YOUR GOAL
Extract all lines that hold "data" from the records below.

** TASK INPUTS follows **

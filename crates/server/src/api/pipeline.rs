//! # Pipeline API
//!
//! Endpoints driving the research pipeline: starting and revising runs,
//! restoring snapshots, history navigation and the live event stream.

use axum::{
    extract::{Path, Query, State},
    http::StatusCode,
    response::{
        sse::{Event, KeepAlive, Sse},
        IntoResponse, Json, Response,
    },
    routing::{delete, get, post},
    Router,
};
use futures::stream::{self, Stream};
use serde::{Deserialize, Serialize};
use std::{convert::Infallible, sync::Arc, time::Duration};
use tokio::sync::broadcast::error::RecvError;
use tokio::time::Instant;
use utoipa::ToSchema;

use inquiry_core::state::SnapshotRecord;
use inquiry_core::swarm::{Coordinator, PipelineError, RunPlan, StageId};

use crate::SharedState;

// === Request / Response Types ===

#[derive(Serialize, ToSchema)]
pub struct ApiResponse {
    pub success: bool,
    pub message: String,
}

impl ApiResponse {
    fn ok(message: impl Into<String>) -> Json<Self> {
        Json(Self {
            success: true,
            message: message.into(),
        })
    }
}

/// Rejections carry the coordinator's message and a matching status code
pub struct ApiError(StatusCode, String);

impl From<PipelineError> for ApiError {
    fn from(e: PipelineError) -> Self {
        let status = match &e {
            PipelineError::Busy { .. } => StatusCode::CONFLICT,
            PipelineError::EmptyTopic
            | PipelineError::EmptyFeedback
            | PipelineError::NothingToRevise
            | PipelineError::NothingToResume
            | PipelineError::StageNeverRan(_)
            | PipelineError::Restore(_) => StatusCode::BAD_REQUEST,
            PipelineError::NoAutosave => StatusCode::NOT_FOUND,
            PipelineError::StageFailed { .. } | PipelineError::Storage(_) => {
                StatusCode::INTERNAL_SERVER_ERROR
            }
        };
        ApiError(status, e.to_string())
    }
}

impl IntoResponse for ApiError {
    fn into_response(self) -> Response {
        let body = ApiResponse {
            success: false,
            message: self.1,
        };
        (self.0, Json(body)).into_response()
    }
}

type ApiResult<T> = Result<Json<T>, ApiError>;

#[derive(Deserialize, ToSchema)]
pub struct StartRequest {
    pub topic: String,
}

#[derive(Deserialize, ToSchema)]
pub struct ReviseRequest {
    pub feedback: String,
}

#[derive(Deserialize, ToSchema)]
pub struct RestartRequest {
    /// Stage id, e.g. `proposer`
    pub stage: String,
}

/// A run was claimed and is executing in the background
#[derive(Serialize, ToSchema)]
pub struct RunAccepted {
    pub success: bool,
    pub thread_id: String,
    /// First stage the run executes
    pub entry: String,
    pub iteration: u32,
}

#[derive(Deserialize, ToSchema)]
pub struct ViewRequest {
    pub stage: String,
    pub index: usize,
}

#[derive(Serialize, ToSchema)]
pub struct ViewResponse {
    pub stage: String,
    /// Index actually selected after clamping
    pub index: usize,
    pub text: String,
}

#[derive(Deserialize, ToSchema)]
pub struct ShareQuery {
    /// Base URL the snapshot fragment is appended to
    pub base: Option<String>,
}

#[derive(Serialize, ToSchema)]
pub struct ShareResponse {
    pub link: String,
}

#[derive(Deserialize, ToSchema)]
pub struct RestoreLinkRequest {
    pub link: String,
}

#[derive(Deserialize, ToSchema)]
pub struct RestoreRunRequest {
    pub thread_id: String,
}

#[derive(Serialize, ToSchema)]
pub struct SnapshotResponse {
    pub key: String,
    pub thread_id: String,
    pub topic: String,
    pub stage: String,
    pub iteration: u32,
    pub updated_at: String,
}

impl From<SnapshotRecord> for SnapshotResponse {
    fn from(r: SnapshotRecord) -> Self {
        Self {
            key: r.key,
            thread_id: r.thread_id,
            topic: r.topic,
            stage: r.stage,
            iteration: r.iteration,
            updated_at: r.updated_at.to_rfc3339(),
        }
    }
}

#[derive(Serialize, ToSchema)]
pub struct ReportResponse {
    pub markdown: String,
}

#[derive(Serialize, ToSchema)]
pub struct ToolHealthResponse {
    pub available: bool,
    pub web_search: bool,
    pub local_search: bool,
}

pub fn pipeline_routes() -> Router<SharedState> {
    Router::new()
        .route("/state", get(get_state))
        .route("/start", post(start_run))
        .route("/revise", post(revise_run))
        .route("/restart", post(restart_run))
        .route("/resume", post(resume_run))
        .route("/view", post(set_view))
        .route("/share", get(share_link))
        .route("/restore", post(restore_link))
        .route("/restore/autosave", post(restore_autosave))
        .route("/restore/run", post(restore_run))
        .route("/events", get(events))
        .route("/snapshots", get(list_snapshots))
        .route("/snapshots/:key", delete(delete_snapshot))
        .route("/report", get(get_report))
}

fn parse_stage(raw: &str) -> Result<StageId, ApiError> {
    raw.parse::<StageId>()
        .map_err(|e| ApiError(StatusCode::BAD_REQUEST, e.to_string()))
}

/// Run a claimed plan in the background and answer with what was claimed
async fn spawn_run(coordinator: &Arc<Coordinator>, plan: RunPlan) -> Json<RunAccepted> {
    let state = coordinator.snapshot().await;
    let accepted = RunAccepted {
        success: true,
        thread_id: state.thread_id,
        entry: plan.entry.as_str().to_string(),
        iteration: state.iteration_number,
    };

    let coordinator = Arc::clone(coordinator);
    tokio::spawn(async move {
        if let Err(e) = coordinator.execute(plan).await {
            tracing::warn!(error = %e, "Run ended without reaching feedback");
        }
    });
    Json(accepted)
}

// === API Handlers ===

/// Current pipeline state
#[utoipa::path(
    get,
    path = "/api/v1/pipeline/state",
    tag = "pipeline",
    responses(
        (status = 200, description = "Full pipeline state", body = Object)
    )
)]
pub async fn get_state(State(state): State<SharedState>) -> impl IntoResponse {
    Json(state.coordinator.snapshot().await)
}

/// Start a fresh analysis
#[utoipa::path(
    post,
    path = "/api/v1/pipeline/start",
    tag = "pipeline",
    request_body = StartRequest,
    responses(
        (status = 200, description = "Run started", body = RunAccepted),
        (status = 409, description = "A run is already in progress", body = ApiResponse)
    )
)]
pub async fn start_run(
    State(state): State<SharedState>,
    Json(req): Json<StartRequest>,
) -> ApiResult<RunAccepted> {
    let plan = state.coordinator.prepare_start(&req.topic).await?;
    Ok(spawn_run(&state.coordinator, plan).await)
}

/// Submit feedback and run the next iteration
#[utoipa::path(
    post,
    path = "/api/v1/pipeline/revise",
    tag = "pipeline",
    request_body = ReviseRequest,
    responses(
        (status = 200, description = "Revision started", body = RunAccepted),
        (status = 409, description = "A run is already in progress", body = ApiResponse)
    )
)]
pub async fn revise_run(
    State(state): State<SharedState>,
    Json(req): Json<ReviseRequest>,
) -> ApiResult<RunAccepted> {
    let plan = state.coordinator.prepare_revision(&req.feedback).await?;
    Ok(spawn_run(&state.coordinator, plan).await)
}

/// Re-run the pipeline from a stage, keeping upstream outputs
#[utoipa::path(
    post,
    path = "/api/v1/pipeline/restart",
    tag = "pipeline",
    request_body = RestartRequest,
    responses(
        (status = 200, description = "Restart started", body = RunAccepted),
        (status = 400, description = "Unknown stage or stage never ran", body = ApiResponse),
        (status = 409, description = "A run is already in progress", body = ApiResponse)
    )
)]
pub async fn restart_run(
    State(state): State<SharedState>,
    Json(req): Json<RestartRequest>,
) -> ApiResult<RunAccepted> {
    let stage = parse_stage(&req.stage)?;
    let plan = state.coordinator.prepare_restart(stage).await?;
    Ok(spawn_run(&state.coordinator, plan).await)
}

/// Continue an interrupted run at its first unfinished stage
#[utoipa::path(
    post,
    path = "/api/v1/pipeline/resume",
    tag = "pipeline",
    responses(
        (status = 200, description = "Run resumed", body = RunAccepted),
        (status = 409, description = "A run is already in progress", body = ApiResponse)
    )
)]
pub async fn resume_run(State(state): State<SharedState>) -> ApiResult<RunAccepted> {
    let plan = state.coordinator.prepare_resume().await?;
    Ok(spawn_run(&state.coordinator, plan).await)
}

/// Select the history entry a stage displays
#[utoipa::path(
    post,
    path = "/api/v1/pipeline/view",
    tag = "pipeline",
    request_body = ViewRequest,
    responses(
        (status = 200, description = "Viewed entry", body = ViewResponse)
    )
)]
pub async fn set_view(
    State(state): State<SharedState>,
    Json(req): Json<ViewRequest>,
) -> ApiResult<ViewResponse> {
    let stage = parse_stage(&req.stage)?;
    let index = state.coordinator.set_viewed(stage, req.index).await;
    let text = state.coordinator.snapshot().await.get_viewed(stage).to_string();
    Ok(Json(ViewResponse {
        stage: stage.as_str().to_string(),
        index,
        text,
    }))
}

/// Shareable link carrying the whole state
#[utoipa::path(
    get,
    path = "/api/v1/pipeline/share",
    tag = "snapshots",
    params(
        ("base" = Option<String>, Query, description = "Base URL, defaults to the server address")
    ),
    responses(
        (status = 200, description = "Share link", body = ShareResponse)
    )
)]
pub async fn share_link(
    State(state): State<SharedState>,
    Query(query): Query<ShareQuery>,
) -> Json<ShareResponse> {
    let base = query.base.unwrap_or_else(|| state.public_url.clone());
    Json(ShareResponse {
        link: state.coordinator.share_link(&base).await,
    })
}

/// Restore a shared link; the run opens in feedback
#[utoipa::path(
    post,
    path = "/api/v1/pipeline/restore",
    tag = "snapshots",
    request_body = RestoreLinkRequest,
    responses(
        (status = 200, description = "State restored", body = ApiResponse),
        (status = 400, description = "Link could not be decoded", body = ApiResponse)
    )
)]
pub async fn restore_link(
    State(state): State<SharedState>,
    Json(req): Json<RestoreLinkRequest>,
) -> ApiResult<ApiResponse> {
    state.coordinator.restore_from_link(&req.link).await?;
    Ok(ApiResponse::ok("State restored from link"))
}

/// Restore the record written when the last run finished
#[utoipa::path(
    post,
    path = "/api/v1/pipeline/restore/autosave",
    tag = "snapshots",
    responses(
        (status = 200, description = "State restored", body = ApiResponse),
        (status = 404, description = "No autosave present", body = ApiResponse)
    )
)]
pub async fn restore_autosave(State(state): State<SharedState>) -> ApiResult<ApiResponse> {
    state.coordinator.restore_autosave().await?;
    Ok(ApiResponse::ok("Autosave restored"))
}

/// Restore the latest checkpoint of a run
#[utoipa::path(
    post,
    path = "/api/v1/pipeline/restore/run",
    tag = "snapshots",
    request_body = RestoreRunRequest,
    responses(
        (status = 200, description = "State restored", body = ApiResponse),
        (status = 404, description = "No checkpoint for this run", body = ApiResponse)
    )
)]
pub async fn restore_run(
    State(state): State<SharedState>,
    Json(req): Json<RestoreRunRequest>,
) -> ApiResult<ApiResponse> {
    state.coordinator.restore_run(&req.thread_id).await?;
    Ok(ApiResponse::ok(format!("Run {} restored", req.thread_id)))
}

/// SSE stream of pipeline events
#[utoipa::path(
    get,
    path = "/api/v1/pipeline/events",
    tag = "pipeline",
    responses(
        (status = 200, description = "Server-sent pipeline events")
    )
)]
pub async fn events(
    State(state): State<SharedState>,
) -> Sse<impl Stream<Item = Result<Event, Infallible>>> {
    let rx = state.event_tx.subscribe();

    let stream = stream::unfold((rx, Instant::now()), |(mut rx, _last_event)| async move {
        match tokio::time::timeout(Duration::from_secs(15), rx.recv()).await {
            Ok(Ok(event)) => {
                let data = serde_json::to_string(&event).unwrap_or_default();
                Some((Ok(Event::default().data(data)), (rx, Instant::now())))
            }
            Ok(Err(RecvError::Lagged(skipped))) => Some((
                Ok(Event::default().comment(format!("lagged {}", skipped))),
                (rx, Instant::now()),
            )),
            Ok(Err(RecvError::Closed)) => None,
            Err(_) => Some((
                Ok(Event::default().comment("heartbeat")),
                (rx, Instant::now()),
            )),
        }
    });

    Sse::new(stream).keep_alive(KeepAlive::default())
}

/// List stored snapshots
#[utoipa::path(
    get,
    path = "/api/v1/pipeline/snapshots",
    tag = "snapshots",
    responses(
        (status = 200, description = "List of snapshots", body = Vec<SnapshotResponse>)
    )
)]
pub async fn list_snapshots(
    State(state): State<SharedState>,
) -> Result<Json<Vec<SnapshotResponse>>, ApiError> {
    let Some(store) = state.coordinator.store() else {
        return Ok(Json(Vec::new()));
    };
    let records = store
        .list()
        .map_err(|e| ApiError(StatusCode::INTERNAL_SERVER_ERROR, e.to_string()))?;
    Ok(Json(records.into_iter().map(SnapshotResponse::from).collect()))
}

/// Delete a stored snapshot
#[utoipa::path(
    delete,
    path = "/api/v1/pipeline/snapshots/{key}",
    tag = "snapshots",
    params(
        ("key" = String, Path, description = "Snapshot key")
    ),
    responses(
        (status = 200, description = "Snapshot deleted", body = ApiResponse),
        (status = 404, description = "Snapshot not found", body = ApiResponse)
    )
)]
pub async fn delete_snapshot(
    State(state): State<SharedState>,
    Path(key): Path<String>,
) -> ApiResult<ApiResponse> {
    let removed = match state.coordinator.store() {
        Some(store) => store
            .delete(&key)
            .map_err(|e| ApiError(StatusCode::INTERNAL_SERVER_ERROR, e.to_string()))?,
        None => false,
    };
    if removed {
        Ok(ApiResponse::ok(format!("Snapshot {} deleted", key)))
    } else {
        Err(ApiError(
            StatusCode::NOT_FOUND,
            format!("Snapshot {} not found", key),
        ))
    }
}

/// Markdown report of the current state
#[utoipa::path(
    get,
    path = "/api/v1/pipeline/report",
    tag = "pipeline",
    responses(
        (status = 200, description = "Markdown report", body = ReportResponse)
    )
)]
pub async fn get_report(State(state): State<SharedState>) -> Json<ReportResponse> {
    Json(ReportResponse {
        markdown: state.coordinator.report().await,
    })
}

/// Probe the tool service
#[utoipa::path(
    get,
    path = "/api/v1/tools/health",
    tag = "tools",
    responses(
        (status = 200, description = "Tool service availability", body = ToolHealthResponse)
    )
)]
pub async fn tools_health(State(state): State<SharedState>) -> Json<ToolHealthResponse> {
    let tools = &state.coordinator.config().tools;
    Json(ToolHealthResponse {
        available: state.coordinator.tools_available().await,
        web_search: tools.enable_web_search,
        local_search: tools.enable_local_search,
    })
}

** End of TASK INPUTS **

OUTPUT OF THE EXERCISE
                let data = serde_json::to_string(&event).unwrap_or_default();
                Some((Ok(Event::default().data(data)), (rx, Instant::now())))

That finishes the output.